NYPD Didn’t Get The Memo, Shuts Down Open Street in Downtown Brooklyn
You don’t have a permit to make this street safe!
Police on Thursday morning stormed a newly opened up street in Downtown Brooklyn, pushing aside the barricades meant to block cars, and wrongly telling workers who had set up the new public space that they needed a permit to participate in what the cops obviously didn’t know is a key mayoral initiative.
The Downtown Brooklyn Partnership — a business improvement district that oversees the area around the Borough’s civic center — offered staff to participate in the Department of Transportation’s expanding open streets program that allows New Yorkers to enjoy socially distanced recreation during the COVID-19 crisis.
The partnership set up barricades on Willoughby Street between Pearl and Lawrence streets, and on Lawrence Street between Fulton and Willoughby streets on Thursday, per the mayor’s announcement a day earlier.
But cops from nearby Transit Bureau 30 — whose officers routinely park their private cars in the Schermerhorn Street bike lane, an illegal practice that for years has endangered cyclists — drove up at about 10 a.m. and started tossing the barricades to the side.
“A cop gets out and starts busting down the barricades, didn’t say anything,” according to a witness, who asked to remain anonymous.

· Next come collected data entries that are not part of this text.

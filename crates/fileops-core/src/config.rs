//! Configuration for the fileops server and client.
//!
//! Server resolution order: environment variables → config file → defaults.
//!
//! Server config file location:
//!   1. $FILEOPS_CONFIG (explicit override)
//!   2. $XDG_CONFIG_HOME/fileops/server.toml
//!   3. ~/.config/fileops/server.toml
//!
//! The client reads a JSON transfer profile (`addr`, `path`, `offset`,
//! `blocksize`, `size`, `stream`, `codec`) named on its command line.

use serde::{Deserialize, Serialize};
use std::path::{Path, PathBuf};

use crate::wire::{CodecId, DEFAULT_API_PORT, DEFAULT_BLOCK_SIZE, DEFAULT_PORT, MAX_BLOCK_SIZE};

// ── Server ────────────────────────────────────────────────────────────────────

/// Top-level server configuration.
#[derive(Debug, Clone, Default, Serialize, Deserialize)]
#[serde(default)]
pub struct ServerConfig {
    pub network: NetworkConfig,
    pub files: FilesConfig,
}

#[derive(Debug, Clone, Serialize, Deserialize)]
#[serde(default)]
pub struct NetworkConfig {
    /// Address the file service listens on.
    pub listen_addr: String,
    /// Port for the HTTP status API on 127.0.0.1.
    pub api_port: u16,
    pub api_enabled: bool,
}

#[derive(Debug, Clone, Serialize, Deserialize)]
#[serde(default)]
pub struct FilesConfig {
    /// Requested paths resolve under this directory. Empty = no confinement.
    pub root_dir: PathBuf,
    /// Largest block a client may ask for. Capped at MAX_BLOCK_SIZE.
    pub max_block_size: u64,
}

impl Default for NetworkConfig {
    fn default() -> Self {
        Self {
            listen_addr: format!("127.0.0.1:{DEFAULT_PORT}"),
            api_port: DEFAULT_API_PORT,
            api_enabled: true,
        }
    }
}

impl Default for FilesConfig {
    fn default() -> Self {
        Self {
            root_dir: PathBuf::new(),
            max_block_size: MAX_BLOCK_SIZE,
        }
    }
}

impl FilesConfig {
    pub fn root(&self) -> Option<&Path> {
        if self.root_dir.as_os_str().is_empty() {
            None
        } else {
            Some(&self.root_dir)
        }
    }

    pub fn effective_max_block_size(&self) -> u64 {
        match self.max_block_size {
            0 => MAX_BLOCK_SIZE,
            n => n.min(MAX_BLOCK_SIZE),
        }
    }
}

// ── Client ────────────────────────────────────────────────────────────────────

/// One client transfer, as read from a JSON profile.
#[derive(Debug, Clone, Serialize, Deserialize)]
pub struct ClientConfig {
    /// Server address, `host:port`.
    pub addr: String,
    /// Path of the file on the server.
    pub path: String,
    #[serde(default)]
    pub offset: u64,
    #[serde(rename = "blocksize", default = "default_block_size")]
    pub block_size: u64,
    /// Bytes to read. Absent or 0 = ask the server for the file size.
    #[serde(default)]
    pub size: Option<u64>,
    /// Streaming transfer instead of one call per block.
    #[serde(default)]
    pub stream: bool,
    #[serde(default = "default_codec")]
    pub codec: CodecId,
}

fn default_block_size() -> u64 {
    DEFAULT_BLOCK_SIZE
}

fn default_codec() -> CodecId {
    CodecId::Binary
}

impl ClientConfig {
    pub fn new(addr: impl Into<String>, path: impl Into<String>) -> Self {
        Self {
            addr: addr.into(),
            path: path.into(),
            offset: 0,
            block_size: DEFAULT_BLOCK_SIZE,
            size: None,
            stream: false,
            codec: default_codec(),
        }
    }

    pub fn load(path: &Path) -> Result<Self, ConfigError> {
        let text = std::fs::read_to_string(path)
            .map_err(|e| ConfigError::ReadFailed(path.to_path_buf(), e))?;
        serde_json::from_str(&text).map_err(|e| ConfigError::JsonParseFailed(path.to_path_buf(), e))
    }

    /// Size to transfer, treating an explicit 0 like an absent size.
    pub fn requested_size(&self) -> Option<u64> {
        self.size.filter(|s| *s > 0)
    }

    pub fn validate(&self) -> Result<(), ConfigError> {
        if self.addr.trim().is_empty() {
            return Err(ConfigError::Invalid("addr must not be empty".into()));
        }
        if self.path.trim().is_empty() {
            return Err(ConfigError::Invalid("path must not be empty".into()));
        }
        if self.block_size == 0 {
            return Err(ConfigError::Invalid("blocksize must be positive".into()));
        }
        if self.block_size > MAX_BLOCK_SIZE {
            return Err(ConfigError::Invalid(format!(
                "blocksize {} exceeds maximum {}",
                self.block_size, MAX_BLOCK_SIZE
            )));
        }
        Ok(())
    }
}

// ── Path helpers ──────────────────────────────────────────────────────────────

fn config_dir() -> PathBuf {
    std::env::var("XDG_CONFIG_HOME")
        .map(PathBuf::from)
        .unwrap_or_else(|_| dirs_or_home().join(".config"))
        .join("fileops")
}

fn dirs_or_home() -> PathBuf {
    std::env::var("HOME")
        .map(PathBuf::from)
        .unwrap_or_else(|_| PathBuf::from("/tmp"))
}

// ── Errors ────────────────────────────────────────────────────────────────────

#[derive(Debug, thiserror::Error)]
pub enum ConfigError {
    #[error("failed to read {0}: {1}")]
    ReadFailed(PathBuf, std::io::Error),
    #[error("failed to parse {0}: {1}")]
    ParseFailed(PathBuf, toml::de::Error),
    #[error("failed to parse {0}: {1}")]
    JsonParseFailed(PathBuf, serde_json::Error),
    #[error("failed to write {0}: {1}")]
    WriteFailed(PathBuf, std::io::Error),
    #[error("failed to serialize: {0}")]
    SerializeFailed(toml::ser::Error),
    #[error("invalid configuration: {0}")]
    Invalid(String),
}

// ── Loading ───────────────────────────────────────────────────────────────────

impl ServerConfig {
    /// Load config: env vars → file → defaults.
    pub fn load() -> Result<Self, ConfigError> {
        Self::load_from(&Self::file_path())
    }

    /// Load from an explicit file (defaults when it does not exist), then
    /// apply env overrides.
    pub fn load_from(path: &Path) -> Result<Self, ConfigError> {
        let mut config = if path.exists() {
            let text = std::fs::read_to_string(path)
                .map_err(|e| ConfigError::ReadFailed(path.to_path_buf(), e))?;
            toml::from_str(&text).map_err(|e| ConfigError::ParseFailed(path.to_path_buf(), e))?
        } else {
            ServerConfig::default()
        };
        config.apply_overrides(|key| std::env::var(key).ok());
        Ok(config)
    }

    /// Config file path.
    pub fn file_path() -> PathBuf {
        std::env::var("FILEOPS_CONFIG")
            .map(PathBuf::from)
            .unwrap_or_else(|_| config_dir().join("server.toml"))
    }

    /// Write default config if none exists. Returns the path.
    pub fn write_default_if_missing(path: &Path) -> Result<PathBuf, ConfigError> {
        if !path.exists() {
            if let Some(parent) = path.parent() {
                std::fs::create_dir_all(parent)
                    .map_err(|e| ConfigError::WriteFailed(path.to_path_buf(), e))?;
            }
            let text = toml::to_string_pretty(&ServerConfig::default())
                .map_err(ConfigError::SerializeFailed)?;
            std::fs::write(path, text).map_err(|e| ConfigError::WriteFailed(path.to_path_buf(), e))?;
        }
        Ok(path.to_path_buf())
    }

    /// Apply FILEOPS_* overrides, looked up through `var`.
    fn apply_overrides(&mut self, var: impl Fn(&str) -> Option<String>) {
        if let Some(v) = var("FILEOPS_NETWORK__LISTEN_ADDR") {
            self.network.listen_addr = v;
        }
        if let Some(v) = var("FILEOPS_NETWORK__API_PORT") {
            if let Ok(p) = v.parse() {
                self.network.api_port = p;
            }
        }
        if let Some(v) = var("FILEOPS_NETWORK__API_ENABLED") {
            self.network.api_enabled = v == "true" || v == "1";
        }
        if let Some(v) = var("FILEOPS_FILES__ROOT_DIR") {
            self.files.root_dir = PathBuf::from(v);
        }
    }
}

The officer, who was not wearing a mask, told the BID staff that they needed a permit — and the presence of cops — if they wanted to close the street to cars to open it to people.
But permits are not needed, according to the Department of Transportation, and police are no longer a necessary source of enforcement despite earlier iterations of the program.
New York’s Finest then drove down Lawrence Street, parked their van on Willoughby Street, and walked into a bagel store. The mask-less cops walked out with bagels in hand, got back in their van, and drove off, according to the witness.
“They went off to the bagel shop, which was obviously the mission,” the witness said.
Cops in the Hoyt Street transit bureau likely just didn’t get the memo, according to the witness, who said staff quickly put the barricades back up.
The Downtown Brooklyn business improvement district — a source of controversy for pols and advocates who worry that the groups will end up controlling and policing the open spaces at the expense of hard-hit, suffering communities — said it is working closely with the local 84th Precinct to make sure the open streets run smoothly.
A spokesman for the DOT said the issue has been “remedied,” and the NYPD did not respond to a request for comment. The open streets initiative, which the mayor hopes to grow to 100 miles, now consists of nine miles of roadways that have been reclaimed from the automobile — though for now, most are in or adjacent to parks.
But this small abuse of power still pales in comparison to the violence the NYPD has inflicted on black and brown New Yorkers for alleged social-distancing violations, including during at least three recent incidents in the East Village, East New York, and Long Island City. (The mayor has insisted that “enforcement” remains his top priority in the open-streets program.)